## [DIRECTIONS]
The word "tracing" occurs in some lines of the listing. Copy those lines.
[Opening DATASET EXCERPTS section]
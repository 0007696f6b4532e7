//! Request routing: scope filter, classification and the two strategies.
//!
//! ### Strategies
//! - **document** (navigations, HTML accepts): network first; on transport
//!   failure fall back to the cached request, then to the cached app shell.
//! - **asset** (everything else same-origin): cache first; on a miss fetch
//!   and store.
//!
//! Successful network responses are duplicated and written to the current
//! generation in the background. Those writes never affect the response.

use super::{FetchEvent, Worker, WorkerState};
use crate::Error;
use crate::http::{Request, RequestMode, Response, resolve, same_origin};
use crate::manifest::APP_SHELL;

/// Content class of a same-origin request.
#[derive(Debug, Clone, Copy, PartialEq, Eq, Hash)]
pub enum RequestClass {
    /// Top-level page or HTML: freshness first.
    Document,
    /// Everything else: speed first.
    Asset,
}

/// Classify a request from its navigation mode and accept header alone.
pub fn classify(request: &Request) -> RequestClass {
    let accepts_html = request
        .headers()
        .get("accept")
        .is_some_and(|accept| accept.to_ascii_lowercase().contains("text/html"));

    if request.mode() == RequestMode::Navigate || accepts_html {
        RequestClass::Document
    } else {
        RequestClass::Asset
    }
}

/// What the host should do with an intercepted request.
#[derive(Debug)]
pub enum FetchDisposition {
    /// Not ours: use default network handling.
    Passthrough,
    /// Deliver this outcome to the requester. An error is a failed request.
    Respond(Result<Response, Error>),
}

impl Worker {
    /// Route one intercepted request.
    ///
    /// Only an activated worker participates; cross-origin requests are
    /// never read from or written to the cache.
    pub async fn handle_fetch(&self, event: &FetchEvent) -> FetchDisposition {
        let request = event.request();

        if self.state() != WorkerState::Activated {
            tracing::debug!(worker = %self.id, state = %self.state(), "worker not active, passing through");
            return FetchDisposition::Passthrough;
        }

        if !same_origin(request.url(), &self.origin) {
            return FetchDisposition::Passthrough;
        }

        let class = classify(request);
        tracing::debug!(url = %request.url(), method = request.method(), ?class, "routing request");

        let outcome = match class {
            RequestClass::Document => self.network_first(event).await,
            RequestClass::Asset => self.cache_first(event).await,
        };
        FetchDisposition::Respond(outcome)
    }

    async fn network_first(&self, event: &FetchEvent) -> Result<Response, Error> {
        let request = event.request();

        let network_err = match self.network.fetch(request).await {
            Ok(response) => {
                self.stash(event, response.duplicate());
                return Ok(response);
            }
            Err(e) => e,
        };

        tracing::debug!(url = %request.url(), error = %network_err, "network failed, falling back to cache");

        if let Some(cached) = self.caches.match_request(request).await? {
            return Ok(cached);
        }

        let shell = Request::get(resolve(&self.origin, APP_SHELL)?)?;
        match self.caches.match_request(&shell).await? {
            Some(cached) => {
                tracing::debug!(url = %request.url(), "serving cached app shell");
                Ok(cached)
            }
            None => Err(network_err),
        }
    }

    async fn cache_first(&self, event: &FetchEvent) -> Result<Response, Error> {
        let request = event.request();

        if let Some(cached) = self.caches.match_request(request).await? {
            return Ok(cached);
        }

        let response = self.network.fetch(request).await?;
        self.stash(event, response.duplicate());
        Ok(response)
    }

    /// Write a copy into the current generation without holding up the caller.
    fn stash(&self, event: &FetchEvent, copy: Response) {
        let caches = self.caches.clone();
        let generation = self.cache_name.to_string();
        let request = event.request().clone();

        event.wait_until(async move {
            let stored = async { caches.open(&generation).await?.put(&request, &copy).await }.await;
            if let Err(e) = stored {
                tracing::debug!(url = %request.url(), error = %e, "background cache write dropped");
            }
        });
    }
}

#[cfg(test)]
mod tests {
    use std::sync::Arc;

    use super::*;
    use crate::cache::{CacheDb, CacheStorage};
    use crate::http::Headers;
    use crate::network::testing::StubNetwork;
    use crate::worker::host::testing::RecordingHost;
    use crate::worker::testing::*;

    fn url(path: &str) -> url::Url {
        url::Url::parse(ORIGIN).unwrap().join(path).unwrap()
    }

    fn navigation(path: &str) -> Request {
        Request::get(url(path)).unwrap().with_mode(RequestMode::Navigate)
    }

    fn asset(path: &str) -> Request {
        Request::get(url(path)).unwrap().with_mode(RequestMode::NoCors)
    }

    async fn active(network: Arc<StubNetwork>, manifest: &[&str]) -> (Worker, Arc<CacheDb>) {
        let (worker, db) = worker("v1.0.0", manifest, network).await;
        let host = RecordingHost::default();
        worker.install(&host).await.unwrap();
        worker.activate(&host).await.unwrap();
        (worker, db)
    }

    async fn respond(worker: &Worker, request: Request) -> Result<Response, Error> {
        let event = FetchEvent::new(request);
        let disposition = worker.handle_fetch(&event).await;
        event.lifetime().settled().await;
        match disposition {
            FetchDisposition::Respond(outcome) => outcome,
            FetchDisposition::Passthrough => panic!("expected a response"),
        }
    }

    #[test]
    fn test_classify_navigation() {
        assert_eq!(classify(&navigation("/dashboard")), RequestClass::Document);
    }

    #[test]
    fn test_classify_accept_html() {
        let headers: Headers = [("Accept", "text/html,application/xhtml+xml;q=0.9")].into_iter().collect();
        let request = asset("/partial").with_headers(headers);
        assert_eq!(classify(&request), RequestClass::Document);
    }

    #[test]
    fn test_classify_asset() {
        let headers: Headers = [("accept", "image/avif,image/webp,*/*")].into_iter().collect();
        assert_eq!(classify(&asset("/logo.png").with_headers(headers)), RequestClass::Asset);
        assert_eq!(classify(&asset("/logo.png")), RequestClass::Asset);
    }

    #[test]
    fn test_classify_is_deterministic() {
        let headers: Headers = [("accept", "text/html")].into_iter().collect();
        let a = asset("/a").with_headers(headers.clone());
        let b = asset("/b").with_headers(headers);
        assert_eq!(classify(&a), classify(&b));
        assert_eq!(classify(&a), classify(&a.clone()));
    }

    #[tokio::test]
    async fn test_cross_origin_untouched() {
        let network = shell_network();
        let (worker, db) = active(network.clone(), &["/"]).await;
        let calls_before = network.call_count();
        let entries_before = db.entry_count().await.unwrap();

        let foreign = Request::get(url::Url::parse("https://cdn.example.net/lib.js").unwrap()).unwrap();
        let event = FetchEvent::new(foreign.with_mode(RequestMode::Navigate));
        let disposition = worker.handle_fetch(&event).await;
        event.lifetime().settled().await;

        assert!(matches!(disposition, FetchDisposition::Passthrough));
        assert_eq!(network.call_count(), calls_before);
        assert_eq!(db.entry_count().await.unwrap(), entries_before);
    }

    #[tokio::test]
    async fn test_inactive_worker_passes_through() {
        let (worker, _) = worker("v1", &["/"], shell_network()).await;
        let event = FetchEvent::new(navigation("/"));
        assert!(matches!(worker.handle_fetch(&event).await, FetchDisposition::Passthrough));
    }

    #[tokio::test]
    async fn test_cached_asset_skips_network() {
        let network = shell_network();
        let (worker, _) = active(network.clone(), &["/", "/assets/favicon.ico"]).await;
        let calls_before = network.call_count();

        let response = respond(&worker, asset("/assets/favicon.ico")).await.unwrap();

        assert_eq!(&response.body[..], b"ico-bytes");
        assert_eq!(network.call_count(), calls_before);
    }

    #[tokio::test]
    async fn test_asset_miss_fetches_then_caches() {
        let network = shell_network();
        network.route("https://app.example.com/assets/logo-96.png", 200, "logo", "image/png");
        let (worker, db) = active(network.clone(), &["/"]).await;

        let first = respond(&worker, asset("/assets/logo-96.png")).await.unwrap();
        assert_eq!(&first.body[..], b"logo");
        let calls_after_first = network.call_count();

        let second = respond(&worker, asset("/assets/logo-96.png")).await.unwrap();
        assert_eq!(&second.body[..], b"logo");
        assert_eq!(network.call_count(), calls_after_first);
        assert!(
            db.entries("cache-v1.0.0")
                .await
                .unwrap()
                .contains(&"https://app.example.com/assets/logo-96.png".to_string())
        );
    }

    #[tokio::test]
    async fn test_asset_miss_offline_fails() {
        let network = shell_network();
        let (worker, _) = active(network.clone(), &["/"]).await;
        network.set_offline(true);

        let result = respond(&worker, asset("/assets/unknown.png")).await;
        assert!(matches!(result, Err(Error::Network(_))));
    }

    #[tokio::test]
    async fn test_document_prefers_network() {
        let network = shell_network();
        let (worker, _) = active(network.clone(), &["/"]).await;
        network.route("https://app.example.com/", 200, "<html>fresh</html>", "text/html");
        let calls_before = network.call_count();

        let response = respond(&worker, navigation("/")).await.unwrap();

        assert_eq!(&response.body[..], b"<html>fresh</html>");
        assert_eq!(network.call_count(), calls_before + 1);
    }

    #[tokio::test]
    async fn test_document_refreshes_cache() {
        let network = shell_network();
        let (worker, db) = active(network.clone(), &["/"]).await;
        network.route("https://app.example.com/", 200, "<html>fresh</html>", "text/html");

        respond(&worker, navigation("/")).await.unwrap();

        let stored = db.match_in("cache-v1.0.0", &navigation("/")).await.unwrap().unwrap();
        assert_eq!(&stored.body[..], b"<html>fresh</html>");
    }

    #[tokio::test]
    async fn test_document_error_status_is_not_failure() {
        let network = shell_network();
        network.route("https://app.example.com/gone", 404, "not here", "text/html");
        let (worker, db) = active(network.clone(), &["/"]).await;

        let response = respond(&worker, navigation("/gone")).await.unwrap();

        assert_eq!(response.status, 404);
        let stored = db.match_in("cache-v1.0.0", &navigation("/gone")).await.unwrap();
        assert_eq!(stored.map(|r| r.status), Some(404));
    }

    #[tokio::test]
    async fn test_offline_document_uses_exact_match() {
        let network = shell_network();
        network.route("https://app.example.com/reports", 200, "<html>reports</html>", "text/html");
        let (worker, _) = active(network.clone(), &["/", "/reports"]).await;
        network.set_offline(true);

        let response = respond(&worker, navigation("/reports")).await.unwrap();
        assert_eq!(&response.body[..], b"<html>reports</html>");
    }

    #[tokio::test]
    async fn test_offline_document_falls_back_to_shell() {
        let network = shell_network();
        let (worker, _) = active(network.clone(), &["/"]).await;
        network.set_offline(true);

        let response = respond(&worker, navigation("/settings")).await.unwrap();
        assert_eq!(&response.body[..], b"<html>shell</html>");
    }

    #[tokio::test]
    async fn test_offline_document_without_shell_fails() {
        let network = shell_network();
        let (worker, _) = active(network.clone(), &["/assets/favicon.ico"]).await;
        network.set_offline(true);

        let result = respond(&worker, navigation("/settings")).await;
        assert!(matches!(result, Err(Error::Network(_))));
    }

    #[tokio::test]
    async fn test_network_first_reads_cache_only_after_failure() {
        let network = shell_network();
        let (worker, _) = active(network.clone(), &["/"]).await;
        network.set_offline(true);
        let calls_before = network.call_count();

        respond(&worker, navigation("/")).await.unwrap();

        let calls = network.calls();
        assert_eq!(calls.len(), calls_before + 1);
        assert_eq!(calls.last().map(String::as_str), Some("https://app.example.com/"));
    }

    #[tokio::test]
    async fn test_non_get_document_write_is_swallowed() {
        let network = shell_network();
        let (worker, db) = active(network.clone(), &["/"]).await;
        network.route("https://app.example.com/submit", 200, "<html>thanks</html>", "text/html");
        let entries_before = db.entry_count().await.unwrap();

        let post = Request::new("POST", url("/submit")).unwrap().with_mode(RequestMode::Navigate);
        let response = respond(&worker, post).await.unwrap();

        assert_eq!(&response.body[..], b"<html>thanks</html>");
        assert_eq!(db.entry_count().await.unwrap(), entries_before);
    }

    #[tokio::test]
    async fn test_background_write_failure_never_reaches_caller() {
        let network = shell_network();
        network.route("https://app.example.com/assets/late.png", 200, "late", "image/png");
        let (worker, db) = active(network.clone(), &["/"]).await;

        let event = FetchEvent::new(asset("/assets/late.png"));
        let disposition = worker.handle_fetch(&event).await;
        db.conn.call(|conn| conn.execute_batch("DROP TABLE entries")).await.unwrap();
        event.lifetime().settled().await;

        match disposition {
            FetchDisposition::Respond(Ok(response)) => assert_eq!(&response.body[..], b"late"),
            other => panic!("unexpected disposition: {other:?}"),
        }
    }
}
[Closing DATASET EXCERPTS section]
## [ANSWER BOX]
            tracing::debug!(worker = %self.id, state = %self.state(), "worker not active, passing through");
        tracing::debug!(url = %request.url(), method = request.method(), ?class, "routing request");
        tracing::debug!(url = %request.url(), error = %network_err, "network failed, falling back to cache");
                tracing::debug!(url = %request.url(), "serving cached app shell");
                tracing::debug!(url = %request.url(), error = %e, "background cache write dropped");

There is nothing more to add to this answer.